But that’s OK, because–as I indicate in the signature line, deliberately made to look like a signature at the bottom of an intaglio print (and notice that the poem is subtly framed in what vaguely looks like the beveled plate-edge of an intaglio), that this is an a/p, which is printmakerese for “artist’s proof.” It’s another way of saying “work in progress, not yet suitable for an edition,” or “I didn’t go yet.” And indeed I hope, perhaps in my retirement years, that I’ll have access to an intaglio studio and press, and I’ll turn this crude drawing into old-school gold.

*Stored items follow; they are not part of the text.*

//! Log entry and cluster configuration data types.

use serde::Deserialize;
use serde::Serialize;

use crate::quorum;
use crate::LogId;
use crate::MessageSummary;
use crate::ServerId;

/// A Raft log entry.
#[derive(Clone, Debug, PartialEq, Serialize, Deserialize)]
pub struct Entry {
    /// The entry's position in the log.
    pub index: u64,
    /// The term in which the entry was written.
    pub term: u64,
    /// Leader wall-clock time at append, in milliseconds since the unix epoch.
    ///
    /// Used by the session subsystem for timeout accounting; never used for ordering.
    pub timestamp: u64,
    /// This entry's payload.
    pub payload: EntryPayload,
}

impl Entry {
    pub fn log_id(&self) -> LogId {
        LogId {
            term: self.term,
            index: self.index,
        }
    }
}

impl MessageSummary for Entry {
    fn summary(&self) -> String {
        format!("{}:{}", self.log_id(), self.payload.summary())
    }
}

impl MessageSummary for &[Entry] {
    fn summary(&self) -> String {
        self.iter().map(|x| x.summary()).collect::<Vec<_>>().join(",")
    }
}

/// Log entry payload variants.
#[derive(Clone, Debug, PartialEq, Serialize, Deserialize)]
pub enum EntryPayload {
    /// An empty payload written by a new leader at the start of its term.
    Initialize,
    /// A cluster membership configuration.
    Configuration { members: Vec<Member> },
    /// A client state-machine mutation.
    Command { session: u64, sequence: u64, operation: Vec<u8> },
    /// A linearizable read which requires log placement.
    Query { session: u64, sequence: u64, operation: Vec<u8> },
    /// Registration of a new client session.
    OpenSession { client: String, timeout: u64 },
    /// Expiry of a client session.
    CloseSession { session: u64 },
    /// A client session heartbeat.
    KeepAlive {
        sessions: Vec<u64>,
        command_sequences: Vec<u64>,
        event_indexes: Vec<u64>,
    },
}

impl MessageSummary for EntryPayload {
    fn summary(&self) -> String {
        match self {
            EntryPayload::Initialize => "initialize".to_string(),
            EntryPayload::Configuration { members } => {
                format!("configuration: {:?}", members.iter().map(|m| m.id).collect::<Vec<_>>())
            }
            EntryPayload::Command { session, sequence, .. } => format!("command: {}/{}", session, sequence),
            EntryPayload::Query { session, sequence, .. } => format!("query: {}/{}", session, sequence),
            EntryPayload::OpenSession { client, .. } => format!("open-session: {}", client),
            EntryPayload::CloseSession { session } => format!("close-session: {}", session),
            EntryPayload::KeepAlive { sessions, .. } => format!("keep-alive: {:?}", sessions),
        }
    }
}

/// The replication and voting role a member plays in the cluster.
#[derive(Clone, Copy, Debug, PartialEq, Eq, Serialize, Deserialize)]
pub enum MemberType {
    /// Participates in quorum and receives log entries.
    Active,
    /// Receives log entries but does not vote.
    Passive,
    /// Tracked in the configuration but neither votes nor receives entries.
    Reserve,
    /// Not participating in the cluster.
    Inactive,
}

/// A single member of the cluster configuration.
#[derive(Clone, Debug, PartialEq, Serialize, Deserialize)]
pub struct Member {
    pub id: ServerId,
    /// Transport address, opaque to the core.
    pub address: String,
    pub member_type: MemberType,
    /// Milliseconds since the unix epoch at which this member record last changed.
    pub updated: u64,
}

impl Member {
    pub fn new(id: ServerId, address: impl Into<String>, member_type: MemberType) -> Self {
        Self {
            id,
            address: address.into(),
            member_type,
            updated: crate::timestamp_millis(),
        }
    }
}

/// The membership configuration of the cluster.
///
/// Exactly one configuration is current per server. A configuration is committed once the
/// server's commit index covers `index`, at which point it is persisted to the meta store.
#[derive(Clone, Debug, Default, PartialEq, Serialize, Deserialize)]
pub struct Configuration {
    /// The index of the log entry which produced this configuration, 0 for a bootstrap
    /// configuration which has not yet been written to the log.
    pub index: u64,
    /// The term of that log entry.
    pub term: u64,
    /// Milliseconds since the unix epoch at which this configuration was created.
    pub timestamp: u64,
    /// All known members, voting or not.
    pub members: Vec<Member>,
}

impl Configuration {
    /// Look up a member by id.
    pub fn get(&self, id: ServerId) -> Option<&Member> {
        self.members.iter().find(|m| m.id == id)
    }

    /// Check if the given server id exists in this configuration.
    pub fn contains(&self, id: ServerId) -> bool {
        self.get(id).is_some()
    }

    /// The member type of the given server, `Inactive` if it is not a member.
    pub fn member_type(&self, id: ServerId) -> MemberType {
        self.get(id).map(|m| m.member_type).unwrap_or(MemberType::Inactive)
    }

    /// Ids of all ACTIVE members, the voting population.
    pub fn active_ids(&self) -> Vec<ServerId> {
        self.members.iter().filter(|m| m.member_type == MemberType::Active).map(|m| m.id).collect()
    }

    /// Ids of all members which receive log entries (ACTIVE and PASSIVE).
    pub fn replication_ids(&self) -> Vec<ServerId> {
        self.members
            .iter()
            .filter(|m| matches!(m.member_type, MemberType::Active | MemberType::Passive))
            .map(|m| m.id)
            .collect()
    }

    /// Ids of all members other than `local`.
    pub fn remote_ids(&self, local: ServerId) -> Vec<ServerId> {
        self.members.iter().filter(|m| m.id != local).map(|m| m.id).collect()
    }

    /// The number of ACTIVE members which constitutes a quorum.
    pub fn quorum(&self) -> usize {
        quorum::majority_of(self.active_ids().len())
    }
}

impl MessageSummary for Configuration {
    fn summary(&self) -> String {
        let members = self
            .members
            .iter()
            .map(|m| format!("{}:{:?}", m.id, m.member_type))
            .collect::<Vec<_>>()
            .join(",");
        format!("cfg@{}-{}[{}]", self.term, self.index, members)
    }
}

/// The consistency level requested for a client query.
#[derive(Clone, Copy, Debug, PartialEq, Eq, Serialize, Deserialize)]
pub enum Consistency {
    /// Serve from local state without leadership verification.
    Sequential,
    /// Serve locally after confirming leadership with a heartbeat quorum.
    LinearizableLease,
    /// Place the query in the log and serve once it is committed and applied.
    Linearizable,
}

#[cfg(test)]
mod tests {
    use super::*;

    fn cfg(types: &[(ServerId, MemberType)]) -> Configuration {
        Configuration {
            index: 1,
            term: 1,
            timestamp: 0,
            members: types.iter().map(|(id, t)| Member::new(*id, format!("s{}", id), *t)).collect(),
        }
    }

    #[test]
    fn quorum_counts_only_active_members() {
        let c = cfg(&[
            (1, MemberType::Active),
            (2, MemberType::Active),
            (3, MemberType::Active),
            (4, MemberType::Passive),
            (5, MemberType::Reserve),
        ]);
        assert_eq!(c.quorum(), 2);
        assert_eq!(c.active_ids(), vec![1, 2, 3]);
        assert_eq!(c.replication_ids(), vec![1, 2, 3, 4]);
    }

    #[test]
    fn member_type_defaults_to_inactive_for_strangers() {
        let c = cfg(&[(1, MemberType::Active)]);
        assert_eq!(c.member_type(9), MemberType::Inactive);
    }
}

The thing is, the Intaglio process is obsolete. It was invented sometime around the 14th Century almost by accident, an offshoot of the engraving of gold with incised accents, which were then rubbed with contrasting pigment. It became a way for artists to translate one image into many salable prints. But it’s a demanding process: take a copper or zinc plate, sand off the milling marks and then polish it with jeweler’s rouge, bevel the edges so they don’t cut into the roller, and then incise the plate with an image that is the reverse of the one you want, using a burin or other engraving tool; or coat the plate with carborundum and use a carbide scribe to etch through the coating, then to be submerged in an acid bath; or put the plate in a box full of rosin dust and diffuse the dust into the air above the plate, so that it settles on the plate to become maskable tone dippable in acid–ah, it is so much more gratifying to DO these things than to describe them, but it is a real chore to learn how to do them with skill. Susan Groce has taken time and pain to translate her kaleidoscopic visions into editionable form, and for that she has my respect and admiration. She stuck to it, made a career out of it, and flourished.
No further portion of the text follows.